What is expected:
Please print each record below exactly as it is written.

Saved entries
· · · · ·

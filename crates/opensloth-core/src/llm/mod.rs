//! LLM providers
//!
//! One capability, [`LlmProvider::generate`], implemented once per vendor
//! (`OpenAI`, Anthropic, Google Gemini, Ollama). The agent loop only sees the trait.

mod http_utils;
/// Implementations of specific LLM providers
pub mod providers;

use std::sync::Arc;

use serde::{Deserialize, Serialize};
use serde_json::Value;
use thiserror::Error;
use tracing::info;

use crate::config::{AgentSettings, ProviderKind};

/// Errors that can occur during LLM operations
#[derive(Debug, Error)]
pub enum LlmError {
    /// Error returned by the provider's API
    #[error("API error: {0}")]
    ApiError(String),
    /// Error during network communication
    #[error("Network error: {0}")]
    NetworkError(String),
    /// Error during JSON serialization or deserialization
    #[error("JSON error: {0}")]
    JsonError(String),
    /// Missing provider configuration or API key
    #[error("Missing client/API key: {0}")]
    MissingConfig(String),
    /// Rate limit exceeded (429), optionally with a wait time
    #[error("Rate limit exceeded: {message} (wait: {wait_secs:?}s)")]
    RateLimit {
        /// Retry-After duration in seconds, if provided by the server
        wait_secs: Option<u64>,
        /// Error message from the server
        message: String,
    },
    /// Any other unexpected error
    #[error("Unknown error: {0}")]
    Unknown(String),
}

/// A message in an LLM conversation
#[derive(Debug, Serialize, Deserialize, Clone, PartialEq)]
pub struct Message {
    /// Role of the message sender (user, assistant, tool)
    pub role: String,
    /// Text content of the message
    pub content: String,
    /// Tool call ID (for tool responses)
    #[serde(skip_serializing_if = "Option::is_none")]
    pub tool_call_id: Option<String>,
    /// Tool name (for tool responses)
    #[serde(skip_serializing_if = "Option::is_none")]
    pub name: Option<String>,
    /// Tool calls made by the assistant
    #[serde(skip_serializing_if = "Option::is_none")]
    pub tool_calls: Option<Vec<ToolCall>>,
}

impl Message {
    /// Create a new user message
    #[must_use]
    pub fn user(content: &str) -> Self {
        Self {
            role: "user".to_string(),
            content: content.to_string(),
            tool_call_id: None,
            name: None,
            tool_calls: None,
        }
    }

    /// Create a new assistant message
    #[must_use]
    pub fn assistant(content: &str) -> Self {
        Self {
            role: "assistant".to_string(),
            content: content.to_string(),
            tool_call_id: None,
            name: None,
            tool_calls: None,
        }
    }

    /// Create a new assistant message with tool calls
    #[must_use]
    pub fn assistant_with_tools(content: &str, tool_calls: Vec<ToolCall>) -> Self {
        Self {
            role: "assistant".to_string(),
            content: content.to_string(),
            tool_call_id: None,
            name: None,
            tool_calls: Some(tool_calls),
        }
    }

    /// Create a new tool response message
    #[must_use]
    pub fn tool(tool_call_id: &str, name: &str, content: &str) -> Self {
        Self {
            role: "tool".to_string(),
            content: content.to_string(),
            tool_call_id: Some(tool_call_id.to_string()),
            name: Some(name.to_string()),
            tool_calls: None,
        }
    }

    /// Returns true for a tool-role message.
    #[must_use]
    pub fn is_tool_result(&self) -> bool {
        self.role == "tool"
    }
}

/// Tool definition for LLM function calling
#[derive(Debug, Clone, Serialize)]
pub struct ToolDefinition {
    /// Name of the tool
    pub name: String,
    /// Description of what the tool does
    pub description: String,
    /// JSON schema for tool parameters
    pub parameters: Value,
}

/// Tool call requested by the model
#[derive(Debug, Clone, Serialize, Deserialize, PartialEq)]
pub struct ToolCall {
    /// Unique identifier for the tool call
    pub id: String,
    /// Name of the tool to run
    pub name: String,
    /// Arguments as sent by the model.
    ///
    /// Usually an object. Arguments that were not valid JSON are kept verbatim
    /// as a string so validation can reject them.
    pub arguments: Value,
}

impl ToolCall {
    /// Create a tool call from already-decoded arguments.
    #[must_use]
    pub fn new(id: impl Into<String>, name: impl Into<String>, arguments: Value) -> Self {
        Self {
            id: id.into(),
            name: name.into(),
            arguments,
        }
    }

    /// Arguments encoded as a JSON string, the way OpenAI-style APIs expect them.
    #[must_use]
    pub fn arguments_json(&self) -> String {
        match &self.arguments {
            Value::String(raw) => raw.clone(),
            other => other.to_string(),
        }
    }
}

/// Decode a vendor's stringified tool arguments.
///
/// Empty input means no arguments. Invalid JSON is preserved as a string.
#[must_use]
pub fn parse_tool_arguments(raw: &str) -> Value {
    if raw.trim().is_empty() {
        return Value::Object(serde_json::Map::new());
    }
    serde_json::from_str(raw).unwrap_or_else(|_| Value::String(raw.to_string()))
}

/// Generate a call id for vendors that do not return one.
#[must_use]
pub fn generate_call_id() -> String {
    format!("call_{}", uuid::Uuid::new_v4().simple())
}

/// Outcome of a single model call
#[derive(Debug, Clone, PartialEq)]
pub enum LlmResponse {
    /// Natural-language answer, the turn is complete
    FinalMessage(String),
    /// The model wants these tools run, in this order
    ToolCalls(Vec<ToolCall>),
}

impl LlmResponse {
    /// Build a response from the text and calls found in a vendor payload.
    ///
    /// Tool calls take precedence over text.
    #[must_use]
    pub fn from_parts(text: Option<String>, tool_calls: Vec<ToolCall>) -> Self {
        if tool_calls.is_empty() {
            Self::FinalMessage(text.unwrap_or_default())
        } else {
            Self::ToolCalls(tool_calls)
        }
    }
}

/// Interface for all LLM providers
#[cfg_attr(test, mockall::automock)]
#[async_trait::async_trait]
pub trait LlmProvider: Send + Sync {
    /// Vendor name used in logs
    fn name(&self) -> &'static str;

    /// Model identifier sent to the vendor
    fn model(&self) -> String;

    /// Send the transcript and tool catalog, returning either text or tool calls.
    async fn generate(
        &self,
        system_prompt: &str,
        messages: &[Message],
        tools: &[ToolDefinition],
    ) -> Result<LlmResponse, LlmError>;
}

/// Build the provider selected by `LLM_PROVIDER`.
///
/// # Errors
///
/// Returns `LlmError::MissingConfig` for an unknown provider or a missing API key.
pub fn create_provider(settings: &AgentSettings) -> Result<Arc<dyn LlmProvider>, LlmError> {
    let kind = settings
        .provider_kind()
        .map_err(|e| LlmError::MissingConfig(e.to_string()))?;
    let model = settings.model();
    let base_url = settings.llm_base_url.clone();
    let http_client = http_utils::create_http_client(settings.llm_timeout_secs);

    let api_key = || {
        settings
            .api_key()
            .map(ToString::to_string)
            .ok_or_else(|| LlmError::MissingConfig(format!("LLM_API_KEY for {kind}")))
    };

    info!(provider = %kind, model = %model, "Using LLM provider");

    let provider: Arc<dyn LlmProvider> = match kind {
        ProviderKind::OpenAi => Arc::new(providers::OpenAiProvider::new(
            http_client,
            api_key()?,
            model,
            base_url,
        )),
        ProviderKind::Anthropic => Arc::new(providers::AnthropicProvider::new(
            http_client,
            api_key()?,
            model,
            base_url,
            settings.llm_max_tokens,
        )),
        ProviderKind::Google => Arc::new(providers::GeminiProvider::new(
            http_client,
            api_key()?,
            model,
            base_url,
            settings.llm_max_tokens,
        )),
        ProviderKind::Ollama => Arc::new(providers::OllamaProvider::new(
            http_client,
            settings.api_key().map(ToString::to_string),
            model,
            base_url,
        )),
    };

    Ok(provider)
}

· · · · ·

Response to the exercise:
filename crates/opensloth-core/src/llm/mod.rs
//! LLM providers
//!
//! One capability, [`LlmProvider::generate`], implemented once per vendor
//! (`OpenAI`, Anthropic, Google Gemini, Ollama). The agent loop only sees the trait.

mod http_utils;
/// Implementations of specific LLM providers
pub mod providers;

use std::sync::Arc;

use serde::{Deserialize, Serialize};
use serde_json::Value;
use thiserror::Error;
use tracing::info;

use crate::config::{AgentSettings, ProviderKind};

/// Errors that can occur during LLM operations
#[derive(Debug, Error)]
pub enum LlmError {
    /// Error returned by the provider's API
    #[error("API error: {0}")]
    ApiError(String),
    /// Error during network communication
    #[error("Network error: {0}")]
    NetworkError(String),
    /// Error during JSON serialization or deserialization
    #[error("JSON error: {0}")]
    JsonError(String),
    /// Missing provider configuration or API key
    #[error("Missing client/API key: {0}")]
    MissingConfig(String),
    /// Rate limit exceeded (429), optionally with a wait time
    #[error("Rate limit exceeded: {message} (wait: {wait_secs:?}s)")]
    RateLimit {
        /// Retry-After duration in seconds, if provided by the server
        wait_secs: Option<u64>,
        /// Error message from the server
        message: String,
    },
    /// Any other unexpected error
    #[error("Unknown error: {0}")]
    Unknown(String),
}

/// A message in an LLM conversation
#[derive(Debug, Serialize, Deserialize, Clone, PartialEq)]
pub struct Message {
    /// Role of the message sender (user, assistant, tool)
    pub role: String,
    /// Text content of the message
    pub content: String,
    /// Tool call ID (for tool responses)
    #[serde(skip_serializing_if = "Option::is_none")]
    pub tool_call_id: Option<String>,
    /// Tool name (for tool responses)
    #[serde(skip_serializing_if = "Option::is_none")]
    pub name: Option<String>,
    /// Tool calls made by the assistant
    #[serde(skip_serializing_if = "Option::is_none")]
    pub tool_calls: Option<Vec<ToolCall>>,
}

impl Message {
    /// Create a new user message
    #[must_use]
    pub fn user(content: &str) -> Self {
        Self {
            role: "user".to_string(),
            content: content.to_string(),
            tool_call_id: None,
            name: None,
            tool_calls: None,
        }
    }

    /// Create a new assistant message
    #[must_use]
    pub fn assistant(content: &str) -> Self {
        Self {
            role: "assistant".to_string(),
            content: content.to_string(),
            tool_call_id: None,
            name: None,
            tool_calls: None,
        }
    }

    /// Create a new assistant message with tool calls
    #[must_use]
    pub fn assistant_with_tools(content: &str, tool_calls: Vec<ToolCall>) -> Self {
        Self {
            role: "assistant".to_string(),
            content: content.to_string(),
            tool_call_id: None,
            name: None,
            tool_calls: Some(tool_calls),
        }
    }

    /// Create a new tool response message
    #[must_use]
    pub fn tool(tool_call_id: &str, name: &str, content: &str) -> Self {
        Self {
            role: "tool".to_string(),
            content: content.to_string(),
            tool_call_id: Some(tool_call_id.to_string()),
            name: Some(name.to_string()),
            tool_calls: None,
        }
    }

    /// Returns true for a tool-role message.
    #[must_use]
    pub fn is_tool_result(&self) -> bool {
        self.role == "tool"
    }
}

/// Tool definition for LLM function calling
#[derive(Debug, Clone, Serialize)]
pub struct ToolDefinition {
    /// Name of the tool
    pub name: String,
    /// Description of what the tool does
    pub description: String,
    /// JSON schema for tool parameters
    pub parameters: Value,
}

/// Tool call requested by the model
#[derive(Debug, Clone, Serialize, Deserialize, PartialEq)]
pub struct ToolCall {
    /// Unique identifier for the tool call
    pub id: String,
    /// Name of the tool to run
    pub name: String,
    /// Arguments as sent by the model.
    ///
    /// Usually an object. Arguments that were not valid JSON are kept verbatim
    /// as a string so validation can reject them.
    pub arguments: Value,
}

impl ToolCall {
    /// Create a tool call from already-decoded arguments.
    #[must_use]
    pub fn new(id: impl Into<String>, name: impl Into<String>, arguments: Value) -> Self {
        Self {
            id: id.into(),
            name: name.into(),
            arguments,
        }
    }

    /// Arguments encoded as a JSON string, the way OpenAI-style APIs expect them.
    #[must_use]
    pub fn arguments_json(&self) -> String {
        match &self.arguments {
            Value::String(raw) => raw.clone(),
            other => other.to_string(),
        }
    }
}

/// Decode a vendor's stringified tool arguments.
///
/// Empty input means no arguments. Invalid JSON is preserved as a string.
#[must_use]
pub fn parse_tool_arguments(raw: &str) -> Value {
    if raw.trim().is_empty() {
        return Value::Object(serde_json::Map::new());
    }
    serde_json::from_str(raw).unwrap_or_else(|_| Value::String(raw.to_string()))
}

/// Generate a call id for vendors that do not return one.
#[must_use]
pub fn generate_call_id() -> String {
    format!("call_{}", uuid::Uuid::new_v4().simple())
}

/// Outcome of a single model call
#[derive(Debug, Clone, PartialEq)]
pub enum LlmResponse {
    /// Natural-language answer, the turn is complete
    FinalMessage(String),
    /// The model wants these tools run, in this order
    ToolCalls(Vec<ToolCall>),
}

impl LlmResponse {
    /// Build a response from the text and calls found in a vendor payload.
    ///
    /// Tool calls take precedence over text.
    #[must_use]
    pub fn from_parts(text: Option<String>, tool_calls: Vec<ToolCall>) -> Self {
        if tool_calls.is_empty() {
            Self::FinalMessage(text.unwrap_or_default())
        } else {
            Self::ToolCalls(tool_calls)
        }
    }
}

/// Interface for all LLM providers
#[cfg_attr(test, mockall::automock)]
#[async_trait::async_trait]
pub trait LlmProvider: Send + Sync {
    /// Vendor name used in logs
    fn name(&self) -> &'static str;

    /// Model identifier sent to the vendor
    fn model(&self) -> String;

    /// Send the transcript and tool catalog, returning either text or tool calls.
    async fn generate(
        &self,
        system_prompt: &str,
        messages: &[Message],
        tools: &[ToolDefinition],
    ) -> Result<LlmResponse, LlmError>;
}

/// Build the provider selected by `LLM_PROVIDER`.
///
/// # Errors
///
/// Returns `LlmError::MissingConfig` for an unknown provider or a missing API key.
pub fn create_provider(settings: &AgentSettings) -> Result<Arc<dyn LlmProvider>, LlmError> {
    let kind = settings
        .provider_kind()
        .map_err(|e| LlmError::MissingConfig(e.to_string()))?;
    let model = settings.model();
    let base_url = settings.llm_base_url.clone();
    let http_client = http_utils::create_http_client(settings.llm_timeout_secs);

    let api_key = || {
        settings
            .api_key()
            .map(ToString::to_string)
            .ok_or_else(|| LlmError::MissingConfig(format!("LLM_API_KEY for {kind}")))
    };

    info!(provider = %kind, model = %model, "Using LLM provider");

    let provider: Arc<dyn LlmProvider> = match kind {
        ProviderKind::OpenAi => Arc::new(providers::OpenAiProvider::new(
            http_client,
            api_key()?,
            model,
            base_url,
        )),
        ProviderKind::Anthropic => Arc::new(providers::AnthropicProvider::new(
            http_client,
            api_key()?,
            model,
            base_url,
            settings.llm_max_tokens,
        )),
        ProviderKind::Google => Arc::new(providers::GeminiProvider::new(
            http_client,
            api_key()?,
            model,
            base_url,
            settings.llm_max_tokens,
        )),
        ProviderKind::Ollama => Arc::new(providers::OllamaProvider::new(
            http_client,
            settings.api_key().map(ToString::to_string),
            model,
            base_url,
        )),
    };

    Ok(provider)
}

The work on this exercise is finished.